(Records from a data collection)
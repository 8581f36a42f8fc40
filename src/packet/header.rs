use bytes::Buf;

use crate::errors::{bail, unimplemented_err, unsupported_err, Result};
use crate::parsing::BufParsing;
use crate::ser::Serialize;
use crate::types::{PacketHeaderVersion, PacketLength, Tag};

/// Represents a packet header.
///
/// Ref: <https://www.rfc-editor.org/rfc/rfc9580.html#name-packet-headers>
#[derive(Debug, Copy, Clone, PartialEq, Eq)]
pub struct PacketHeader {
    version: PacketHeaderVersion,
    tag: Tag,
    length: PacketLength,
}

impl PacketHeader {
    /// Parse a single packet header from the given buffer.
    pub fn from_buf<B: Buf>(mut i: B) -> Result<Self> {
        let header = i.read_u8()?;

        let first_two_bits = header & 0b1100_0000;
        match first_two_bits {
            0b1100_0000 => {
                // new format, tag in the low six bits
                let tag = Tag::from(header & 0b0011_1111);
                let olen = i.read_u8()?;
                let length = match olen {
                    // One-Octet Lengths
                    0..=191 => PacketLength::Fixed(olen.into()),
                    // Two-Octet Lengths
                    192..=223 => {
                        let a = i.read_u8()?;
                        let l = ((u32::from(olen) - 192) << 8) + 192 + u32::from(a);
                        PacketLength::Fixed(l)
                    }
                    // Partial Body Lengths are not valid for key material
                    224..=254 => {
                        unsupported_err!("partial body length for packet {:?}", tag);
                    }
                    // Five-Octet Lengths
                    255 => PacketLength::Fixed(i.read_be_u32()?),
                };
                Ok(PacketHeader {
                    version: PacketHeaderVersion::New,
                    tag,
                    length,
                })
            }
            0b1000_0000 => {
                // old format, tag in bits 5-2, length type in the low two bits
                let tag = Tag::from((header & 0b0011_1100) >> 2);
                let length = match header & 0b0000_0011 {
                    // One-Octet Lengths
                    0 => PacketLength::Fixed(i.read_u8()?.into()),
                    // Two-Octet Lengths
                    1 => PacketLength::Fixed(i.read_be_u16()?.into()),
                    // Four-Octet Lengths
                    2 => PacketLength::Fixed(i.read_be_u32()?),
                    3 => PacketLength::Indeterminate,
                    _ => unreachable!("old packet length type is only 2 bits"),
                };
                Ok(PacketHeader {
                    version: PacketHeaderVersion::Old,
                    tag,
                    length,
                })
            }
            _ => {
                bail!("unknown packet header version {:b}", header);
            }
        }
    }

    /// Creates a `New` style packet header.
    pub fn new_fixed(tag: Tag, length: u32) -> Self {
        PacketHeader {
            version: PacketHeaderVersion::New,
            tag,
            length: PacketLength::Fixed(length),
        }
    }

    /// Returns the packet header version.
    pub const fn version(&self) -> PacketHeaderVersion {
        self.version
    }

    /// Returns the packet length.
    pub const fn packet_length(&self) -> PacketLength {
        self.length
    }

    /// Returns the packet tag.
    pub const fn tag(&self) -> Tag {
        self.tag
    }
}

impl Serialize for PacketHeader {
    fn to_writer<W: std::io::Write>(&self, writer: &mut W) -> Result<()> {
        match self.length {
            PacketLength::Fixed(len) => self.version.write_header(writer, self.tag, len as usize),
            PacketLength::Indeterminate => {
                unimplemented_err!("indeterminate length headers are not written");
            }
        }
    }

    fn write_len(&self) -> usize {
        match self.length {
            PacketLength::Fixed(len) => self.version.header_len(len as usize),
            PacketLength::Indeterminate => 1,
        }
    }
}

#[cfg(test)]
mod tests {
    #![allow(clippy::unwrap_used)]

    use proptest::prelude::*;

    use super::*;

    #[test]
    fn test_new_format_two_octet() {
        // # off=5053201 ctb=d1 tag=17 hlen=6 plen=4973 new-ctb
        let raw = hex::decode("d1ff0000136d").unwrap();
        let header = PacketHeader::from_buf(&mut &raw[..]).unwrap();

        assert_eq!(header.version(), PacketHeaderVersion::New);
        assert_eq!(header.tag(), Tag::UserAttribute);
        assert_eq!(header.packet_length(), PacketLength::Fixed(4973));
    }

    #[test]
    fn test_old_format() {
        // public key packet, one octet length 147
        let raw = hex::decode("9893").unwrap();
        let header = PacketHeader::from_buf(&mut &raw[..]).unwrap();

        assert_eq!(header.version(), PacketHeaderVersion::Old);
        assert_eq!(header.tag(), Tag::PublicKey);
        assert_eq!(header.packet_length(), PacketLength::Fixed(147));

        // public subkey packet, two octet length 525
        let raw = hex::decode("b9020d").unwrap();
        let header = PacketHeader::from_buf(&mut &raw[..]).unwrap();

        assert_eq!(header.version(), PacketHeaderVersion::Old);
        assert_eq!(header.tag(), Tag::PublicSubkey);
        assert_eq!(header.packet_length(), PacketLength::Fixed(525));
    }

    #[test]
    fn test_indeterminate_length() {
        let raw = [0b1000_1011u8];
        let header = PacketHeader::from_buf(&mut &raw[..]).unwrap();
        assert_eq!(header.tag(), Tag::CompressedData);
        assert_eq!(header.packet_length(), PacketLength::Indeterminate);
    }

    #[test]
    fn test_partial_length_rejected() {
        // new format literal data with a partial length octet
        let raw = [0b1100_1011u8, 0xE0];
        assert!(PacketHeader::from_buf(&mut &raw[..]).is_err());
    }

    #[test]
    fn test_not_a_packet() {
        let raw = [0b0010_0000u8, 0x01];
        assert!(PacketHeader::from_buf(&mut &raw[..]).is_err());
    }

    proptest! {
        #[test]
        fn header_roundtrip(tag_raw in 1u8..22, len in 1u32..100_000) {
            let header = PacketHeader::new_fixed(Tag::from(tag_raw), len);

            let mut buf = Vec::new();
            header.to_writer(&mut buf).unwrap();
            prop_assert_eq!(buf.len(), header.write_len());

            let back = PacketHeader::from_buf(&mut &buf[..]).unwrap();
            prop_assert_eq!(header, back);
        }
    }
}
use crate::errors::{bail, Result};
use crate::types::KeyVersion;

/// Represents a key fingerprint.
#[derive(Clone, Eq, PartialEq, derive_more::Debug)]
pub enum Fingerprint {
    #[debug("{}", hex::encode(_0))]
    V2([u8; 16]),
    #[debug("{}", hex::encode(_0))]
    V3([u8; 16]),
    #[debug("{}", hex::encode(_0))]
    V4([u8; 20]),
    #[debug("{}", hex::encode(_0))]
    V6([u8; 32]),
}

impl Fingerprint {
    pub fn new(version: KeyVersion, fp: &[u8]) -> Result<Self> {
        let fp = match version {
            KeyVersion::V2 => Fingerprint::V2(
                fp.try_into()
                    .map_err(|_| crate::format_err!("invalid v2 fingerprint length"))?,
            ),
            KeyVersion::V3 => Fingerprint::V3(
                fp.try_into()
                    .map_err(|_| crate::format_err!("invalid v3 fingerprint length"))?,
            ),
            KeyVersion::V4 => Fingerprint::V4(
                fp.try_into()
                    .map_err(|_| crate::format_err!("invalid v4 fingerprint length"))?,
            ),
            KeyVersion::V6 => Fingerprint::V6(
                fp.try_into()
                    .map_err(|_| crate::format_err!("invalid v6 fingerprint length"))?,
            ),
            KeyVersion::V5 | KeyVersion::Other(_) => bail!("unsupported key version {:?}", version),
        };

        Ok(fp)
    }

    #[allow(clippy::len_without_is_empty)]
    pub fn len(&self) -> usize {
        match self {
            Self::V2(_) | Self::V3(_) => 16,
            Self::V4(_) => 20,
            Self::V6(_) => 32,
        }
    }

    pub fn version(&self) -> KeyVersion {
        match self {
            Self::V2(_) => KeyVersion::V2,
            Self::V3(_) => KeyVersion::V3,
            Self::V4(_) => KeyVersion::V4,
            Self::V6(_) => KeyVersion::V6,
        }
    }

    pub fn as_bytes(&self) -> &[u8] {
        match self {
            Self::V2(fp) | Self::V3(fp) => &fp[..],
            Self::V4(fp) => &fp[..],
            Self::V6(fp) => &fp[..],
        }
    }
}
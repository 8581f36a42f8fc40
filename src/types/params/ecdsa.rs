use std::io;

use byteorder::WriteBytesExt;
use bytes::Buf;

use crate::crypto::ecc_curve::{ecc_curve_from_oid, EccCurve};
use crate::errors::Result;
use crate::parsing::BufParsing;
use crate::ser::Serialize;
use crate::types::Mpi;

/// ECDSA public key material: the curve OID and the public point.
///
/// Ref: <https://www.rfc-editor.org/rfc/rfc9580.html#name-algorithm-specific-part-for-ec>
#[derive(Debug, PartialEq, Eq, Clone)]
pub struct EcdsaPublicParams {
    pub curve: EccCurve,
    pub p: Mpi,
}

impl EcdsaPublicParams {
    pub fn try_from_buf<B: Buf>(mut i: B) -> Result<Self> {
        // a one-octet size of the following field
        let curve_len = i.read_u8()?;
        // octets representing a curve OID
        let curve = ecc_curve_from_oid(&i.read_take(curve_len.into())?);
        // MPI of an EC point representing a public key
        let p = Mpi::from_buf(&mut i)?;

        Ok(EcdsaPublicParams { curve, p })
    }
}

impl Serialize for EcdsaPublicParams {
    fn to_writer<W: io::Write>(&self, writer: &mut W) -> Result<()> {
        let oid = self.curve.oid();
        writer.write_u8(oid.len() as u8)?;
        writer.write_all(oid)?;
        self.p.to_writer(writer)?;

        Ok(())
    }

    fn write_len(&self) -> usize {
        1 + self.curve.oid().len() + self.p.write_len()
    }
}

#[cfg(test)]
mod tests {
    #![allow(clippy::unwrap_used)]

    use super::*;

    #[test]
    fn test_parse_p256() {
        // oid len | P-256 oid | MPI with a 3-octet dummy point
        let raw = [
            0x08, 0x2A, 0x86, 0x48, 0xCE, 0x3D, 0x03, 0x01, 0x07, 0x00, 0x12, 0x02, 0x01, 0x03,
        ];
        let params = EcdsaPublicParams::try_from_buf(&mut &raw[..]).unwrap();

        assert_eq!(params.curve, EccCurve::P256);
        assert_eq!(params.p.as_ref(), &[0x02, 0x01, 0x03]);
        assert_eq!(params.to_bytes().unwrap(), raw);
    }
}
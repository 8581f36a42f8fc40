use std::fmt;

/// The OpenPGP-relevant elliptic curves, identified by their ASN.1 OID.
#[derive(Clone, PartialEq, Eq)]
pub enum EccCurve {
    Curve25519,
    Ed25519,
    P256,
    P384,
    P521,
    BrainpoolP256r1,
    BrainpoolP384r1,
    BrainpoolP512r1,
    Secp256k1,
    /// A curve we do not recognize, carrying its raw OID bytes.
    Unknown(Vec<u8>),
}

impl EccCurve {
    /// Standard name
    pub fn name(&self) -> &str {
        match self {
            EccCurve::Curve25519 => "Curve25519",
            EccCurve::Ed25519 => "Ed25519",
            EccCurve::P256 => "NIST P-256",
            EccCurve::P384 => "NIST P-384",
            EccCurve::P521 => "NIST P-521",
            EccCurve::BrainpoolP256r1 => "brainpoolP256r1",
            EccCurve::BrainpoolP384r1 => "brainpoolP384r1",
            EccCurve::BrainpoolP512r1 => "brainpoolP512r1",
            EccCurve::Secp256k1 => "secp256k1",
            EccCurve::Unknown(_) => "unknown",
        }
    }

    /// ASN.1 DER encoded OID, as it appears on the wire.
    pub fn oid(&self) -> &[u8] {
        match self {
            EccCurve::Curve25519 => &[0x2B, 0x06, 0x01, 0x04, 0x01, 0x97, 0x55, 0x01, 0x05, 0x01],
            EccCurve::Ed25519 => &[0x2B, 0x06, 0x01, 0x04, 0x01, 0xDA, 0x47, 0x0F, 0x01],
            EccCurve::P256 => &[0x2A, 0x86, 0x48, 0xCE, 0x3D, 0x03, 0x01, 0x07],
            EccCurve::P384 => &[0x2B, 0x81, 0x04, 0x00, 0x22],
            EccCurve::P521 => &[0x2B, 0x81, 0x04, 0x00, 0x23],
            EccCurve::BrainpoolP256r1 => &[0x2B, 0x24, 0x03, 0x03, 0x02, 0x08, 0x01, 0x01, 0x07],
            EccCurve::BrainpoolP384r1 => &[0x2B, 0x24, 0x03, 0x03, 0x02, 0x08, 0x01, 0x01, 0x0B],
            EccCurve::BrainpoolP512r1 => &[0x2B, 0x24, 0x03, 0x03, 0x02, 0x08, 0x01, 0x01, 0x0D],
            EccCurve::Secp256k1 => &[0x2B, 0x81, 0x04, 0x00, 0x0A],
            EccCurve::Unknown(oid) => oid,
        }
    }

    /// Nominal bit length of the curve
    pub fn nbits(&self) -> u16 {
        match self {
            EccCurve::Curve25519 => 255,
            EccCurve::Ed25519 => 255,
            EccCurve::P256 => 256,
            EccCurve::P384 => 384,
            EccCurve::P521 => 521,
            EccCurve::BrainpoolP256r1 => 256,
            EccCurve::BrainpoolP384r1 => 384,
            EccCurve::BrainpoolP512r1 => 512,
            EccCurve::Secp256k1 => 256,
            EccCurve::Unknown(_) => 0,
        }
    }
}

impl fmt::Debug for EccCurve {
    fn fmt(&self, f: &mut fmt::Formatter<'_>) -> fmt::Result {
        match self {
            EccCurve::Unknown(oid) => write!(f, "Unknown({})", hex::encode(oid)),
            _ => f.write_str(self.name()),
        }
    }
}

/// Get the curve for the given raw OID bytes.
pub fn ecc_curve_from_oid(oid: &[u8]) -> EccCurve {
    const KNOWN: [EccCurve; 9] = [
        EccCurve::Curve25519,
        EccCurve::Ed25519,
        EccCurve::P256,
        EccCurve::P384,
        EccCurve::P521,
        EccCurve::BrainpoolP256r1,
        EccCurve::BrainpoolP384r1,
        EccCurve::BrainpoolP512r1,
        EccCurve::Secp256k1,
    ];

    for curve in KNOWN {
        if curve.oid() == oid {
            return curve;
        }
    }

    EccCurve::Unknown(oid.to_vec())
}
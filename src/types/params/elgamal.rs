use std::io;

use bytes::Buf;

use crate::errors::Result;
use crate::ser::Serialize;
use crate::types::Mpi;

/// Elgamal public key material.
#[derive(Debug, PartialEq, Eq, Clone)]
pub struct ElgamalPublicParams {
    pub p: Mpi,
    pub g: Mpi,
    pub y: Mpi,
}

impl ElgamalPublicParams {
    pub fn try_from_buf<B: Buf>(mut i: B) -> Result<Self> {
        let p = Mpi::from_buf(&mut i)?;
        let g = Mpi::from_buf(&mut i)?;
        let y = Mpi::from_buf(&mut i)?;

        Ok(ElgamalPublicParams { p, g, y })
    }
}

impl Serialize for ElgamalPublicParams {
    fn to_writer<W: io::Write>(&self, writer: &mut W) -> Result<()> {
        self.p.to_writer(writer)?;
        self.g.to_writer(writer)?;
        self.y.to_writer(writer)?;

        Ok(())
    }

    fn write_len(&self) -> usize {
        self.p.write_len() + self.g.write_len() + self.y.write_len()
    }
}
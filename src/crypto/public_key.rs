use num_enum::{FromPrimitive, IntoPrimitive};

/// Available public key algorithms.
///
/// Ref: <https://www.rfc-editor.org/rfc/rfc9580.html#name-public-key-algorithms>
#[derive(Debug, PartialEq, Eq, Clone, Copy, FromPrimitive, IntoPrimitive)]
#[repr(u8)]
#[non_exhaustive]
pub enum PublicKeyAlgorithm {
    /// RSA (Encrypt and Sign)
    RSA = 1,
    /// DEPRECATED: RSA (Encrypt-Only)
    RSAEncrypt = 2,
    /// DEPRECATED: RSA (Sign-Only)
    RSASign = 3,
    /// Elgamal (Sign-Only)
    ElgamalSign = 16,
    /// DSA (Digital Signature Algorithm)
    DSA = 17,
    /// Elliptic Curve: RFC-6637
    ECDH = 18,
    /// ECDSA: RFC-6637
    ECDSA = 19,
    /// DEPRECATED: Elgamal (Encrypt and Sign)
    Elgamal = 20,
    /// Reserved for Diffie-Hellman (X9.42, as defined for IETF-S/MIME)
    DiffieHellman = 21,
    /// EdDSA legacy format [deprecated in RFC 9580, superseded by Ed25519 (27)]
    EdDSALegacy = 22,
    /// X25519 [RFC 9580]
    X25519 = 25,
    /// X448 [RFC 9580]
    X448 = 26,
    /// Ed25519 [RFC 9580]
    Ed25519 = 27,
    /// Ed448 [RFC 9580]
    Ed448 = 28,

    #[num_enum(catch_all)]
    Unknown(u8),
}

YOUR OBJECTIVE => If a line of the records above contains the word "https", count it; then give the total and nothing more.

ANSWER BELOW => 3